Grumbling to myself, I dragged a dusty chest from under the bed and popped the cover. We hadn’t had a snow day since God knows when. I hoped the dusty and wrinkled winter clothes contained therein still fit. I’d been eating a lot of pizza lately, and you know what they say – “A minute on the lips, an eternity on the hips.”

I pulled the flannel-lined jeans up, grunting a little as they caught on my hips. I had to suck in a bit to get them to button, but when I exhaled, they held together. So long as I didn’t have to bend over, I’d be fine – it would really suck to split my pants in front of a client. Some things can be hard to explain.

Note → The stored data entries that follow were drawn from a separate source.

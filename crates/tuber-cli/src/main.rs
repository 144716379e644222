//! Tuber CLI - continuous deployment for Kubernetes with automatic rollback

use std::path::{Path, PathBuf};

use clap::{Parser, Subcommand};
use tracing_subscriber::EnvFilter;

mod commands;
mod display;
mod error;
mod exit_codes;
mod util;

use commands::Context;
use error::Result;

#[derive(Parser)]
#[command(name = "tuber")]
#[command(author = "Tuber Contributors")]
#[command(version)]
#[command(about = "Supervised Kubernetes releases with automatic rollback", long_about = None)]
#[command(propagate_version = true)]
struct Cli {
    #[command(subcommand)]
    command: Commands,

    /// Enable debug output
    #[arg(long, global = true)]
    debug: bool,

    /// Emit logs as JSON
    #[arg(long, global = true)]
    log_json: bool,

    /// Configuration file
    #[arg(long, global = true, env = "TUBER_CONFIG")]
    config: Option<PathBuf>,
}

#[derive(Subcommand)]
enum Commands {
    /// Release an image digest for an app
    Release {
        /// App name (also its namespace)
        app: String,

        /// Image digest to release
        #[arg(long)]
        digest: String,

        /// Directory containing the .tuber/ manifests for the digest
        #[arg(long, default_value = ".")]
        manifests: PathBuf,

        /// Image tags pointing at the digest
        #[arg(long = "tag")]
        tags: Vec<String>,
    },

    /// Render and classify manifests without touching a cluster
    Render {
        /// App name (for interpolation)
        app: String,

        /// Image digest (for interpolation)
        #[arg(long)]
        digest: String,

        /// Directory containing the .tuber/ manifests
        #[arg(long, default_value = ".")]
        manifests: PathBuf,

        /// Resources to leave out (Kind/name)
        #[arg(long)]
        exclude: Vec<String>,

        /// App variables (key=value)
        #[arg(long = "var")]
        vars: Vec<String>,

        /// Print the classified resource list as JSON
        #[arg(long)]
        json: bool,
    },

    /// Manage app records
    Apps {
        #[command(subcommand)]
        command: AppsCommands,
    },
}

#[derive(Subcommand)]
enum AppsCommands {
    /// Register a new app
    Create {
        name: String,

        /// Image repository and tag to follow
        image: String,

        /// Slack channel for release notices
        #[arg(long)]
        channel: Option<String>,

        /// Mark as a review app (external monitors are skipped)
        #[arg(long)]
        review_app: bool,
    },

    /// Show an app record
    Show { name: String },

    /// Exclude resources from releases
    Exclude {
        name: String,

        /// Resources (Kind/name)
        #[arg(required = true)]
        resources: Vec<String>,

        /// Remove the exclusions instead
        #[arg(long)]
        remove: bool,
    },

    /// Set interpolation variables
    SetVar {
        name: String,

        /// Variables (key=value)
        vars: Vec<String>,

        /// Variables to remove
        #[arg(long)]
        unset: Vec<String>,
    },

    /// Stop releasing an app
    Pause { name: String },

    /// Resume releasing a paused app
    Resume { name: String },
}

fn init_tracing(debug: bool, json: bool) {
    let filter = EnvFilter::try_from_default_env().unwrap_or_else(|_| {
        if debug {
            EnvFilter::new("debug,hyper=info,kube=info")
        } else {
            EnvFilter::new("warn,tuber=info,tuber_kube=info")
        }
    });

    let builder = tracing_subscriber::fmt()
        .with_env_filter(filter)
        .with_target(false)
        .with_writer(std::io::stderr);
    if json {
        builder.json().init();
    } else {
        builder.init();
    }
}

#[tokio::main]
async fn main() {
    miette::set_panic_hook();

    let cli = Cli::parse();
    init_tracing(cli.debug, cli.log_json);

    if let Err(err) = run(cli.command, cli.config.as_deref()).await {
        let code = err.exit_code();
        eprintln!("{:?}", miette::Report::new(err));
        std::process::exit(code);
    }
}

async fn run(command: Commands, config: Option<&Path>) -> Result<()> {
    let ctx = Context::load(config)?;

    match command {
        Commands::Release {
            app,
            digest,
            manifests,
            tags,
        } => commands::release::run(&ctx, &app, &digest, &manifests, &tags).await,

        Commands::Render {
            app,
            digest,
            manifests,
            exclude,
            vars,
            json,
        } => commands::render::run(&ctx, &app, &digest, &manifests, &exclude, &vars, json).await,

        Commands::Apps { command } => match command {
            AppsCommands::Create {
                name,
                image,
                channel,
                review_app,
            } => commands::apps::create(&ctx, &name, &image, channel.as_deref(), review_app).await,
            AppsCommands::Show { name } => commands::apps::show(&ctx, &name).await,
            AppsCommands::Exclude {
                name,
                resources,
                remove,
            } => commands::apps::exclude(&ctx, &name, &resources, remove).await,
            AppsCommands::SetVar { name, vars, unset } => {
                commands::apps::set_var(&ctx, &name, &vars, &unset).await
            }
            AppsCommands::Pause { name } => commands::apps::set_paused(&ctx, &name, true).await,
            AppsCommands::Resume { name } => commands::apps::set_paused(&ctx, &name, false).await,
        },
    }
}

The shirt fared better, and I completed the ensemble with a leather jacket and pair of Timberland boots. Of my cashmere gloves, only one remained. I suspected its mate was in the same place dryer-eaten socks go, but I didn’t have time to go look for it.

Reluctantly, I grabbed my Blackberry. I despised the damned thing, but we’d helped design them, so we got a great discount and management handed them out like candy. Evil, poisonous, spirit-sucking candy. I snagged my keys and some change for the ferry out of the urn I kept by the door as I headed out into the frigid air.

I hadn’t made it ten feet when my electronic ball-and-chain started chirping at me. I considered answering it, but my hands were nice and toasty inside the jacket pockets.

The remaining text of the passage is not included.